It is an all too common simplistic and very shallow kind of remark.
It is symptomatic of a world view that insists on purity tests and loyalty tests. Fundamentally it is binary thinking; the False Dichotomy logical fallacy. The world is full of nuance and shades of grey and degrees of things and gradations. It is a false choice. It is the most pernicious of all logical fallacies and the most common. It is the kind of thinking that scientists and engineers and doctors avoid. Scientists rarely speak in certainties but explain the limits of the data and the theory. Doctors don't say "you're a goner" but rather things like "If you do A and B you will greatly improve your chance of living more than six months". (Of course there are many exceptions.)
You can avoid it too, if you set your mind to it. ("You" being used in the plural, general sense, address all who are prone to it.) It is easy to stop that kind of thinking if you become aware of it and notice it every time you use it and every time you see others use it. Look for it. Train yourself.
I dread the torrent of "He blinked" remarks forthcoming against Prime Minister Dr. Mark Carney, D.Phil. Oxford, B.A. Harvard, when he negotiates some kind of resolution to the tariffs. Probably a NAFTA 3.0 (CUSMA 2.0), similar to what previous pragmatic Canadian Prime Ministers negotiated.
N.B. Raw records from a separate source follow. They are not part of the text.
use std::fmt;

#[derive(Debug, Clone, Copy, PartialEq, Eq, Hash)]
pub enum QueryNamespace {
    Wallet,
    Transaction,
}

impl QueryNamespace {
    pub fn as_str(&self) -> &'static str {
        match self {
            QueryNamespace::Wallet => "wallet",
            QueryNamespace::Transaction => "transaction",
        }
    }
}

/// Cache key. Identifiers are stored lower-cased so spelling differences share an entry.
#[derive(Debug, Clone, PartialEq, Eq, Hash)]
pub enum QueryKey {
    WalletBalance(String),
    TransactionDetail(String),
    TransactionConfirmation(String),
}

impl QueryKey {
    pub fn wallet_balance(address: &str) -> Self {
        QueryKey::WalletBalance(normalize(address))
    }

    pub fn transaction_detail(hash: &str) -> Self {
        QueryKey::TransactionDetail(normalize(hash))
    }

    pub fn transaction_confirmation(hash: &str) -> Self {
        QueryKey::TransactionConfirmation(normalize(hash))
    }

    /// Every entry a new or changed transaction hash can affect.
    pub fn transaction_keys(hash: &str) -> [QueryKey; 2] {
        [
            QueryKey::transaction_detail(hash),
            QueryKey::transaction_confirmation(hash),
        ]
    }

    pub fn namespace(&self) -> QueryNamespace {
        match self {
            QueryKey::WalletBalance(_) => QueryNamespace::Wallet,
            QueryKey::TransactionDetail(_) | QueryKey::TransactionConfirmation(_) => {
                QueryNamespace::Transaction
            }
        }
    }
}

impl fmt::Display for QueryKey {
    fn fmt(&self, f: &mut fmt::Formatter<'_>) -> fmt::Result {
        match self {
            QueryKey::WalletBalance(address) => write!(f, "wallet:balance:{}", address),
            QueryKey::TransactionDetail(hash) => write!(f, "transaction:detail:{}", hash),
            QueryKey::TransactionConfirmation(hash) => {
                write!(f, "transaction:confirmation:{}", hash)
            }
        }
    }
}

// Internal helper that parses or transforms values for cache keys.
fn normalize(value: &str) -> String {
    value.trim().to_ascii_lowercase()
}

#[cfg(test)]
mod tests {
    use super::*;

    #[test]
    fn keys_ignore_case_and_whitespace() {
        assert_eq!(
            QueryKey::wallet_balance(" 0xABCdef0000000000000000000000000000000001 "),
            QueryKey::wallet_balance("0xabcdef0000000000000000000000000000000001")
        );
    }

    #[test]
    fn keys_belong_to_their_namespace() {
        assert_eq!(QueryKey::wallet_balance("0x1").namespace(), QueryNamespace::Wallet);
        for key in QueryKey::transaction_keys("0xABC") {
            assert_eq!(key.namespace(), QueryNamespace::Transaction);
        }
        assert_eq!(
            QueryKey::transaction_confirmation("0xABC").to_string(),
            "transaction:confirmation:0xabc"
        );
    }
}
Pragmatism is NOT a sign of weakness. It is one thing to say tRump blinked because he is fundamentally a weak sack of shit with no vision and no strategic understanding and no thought out plan. tRump is not pragmatic or rational. He is reactive and emotional.
Let's not apply the slur against intelligent caring pragmatic leaders like Carney who are facing a challenge that would make 99.9% of DU members quake in their boots because of the weight of the responsibility.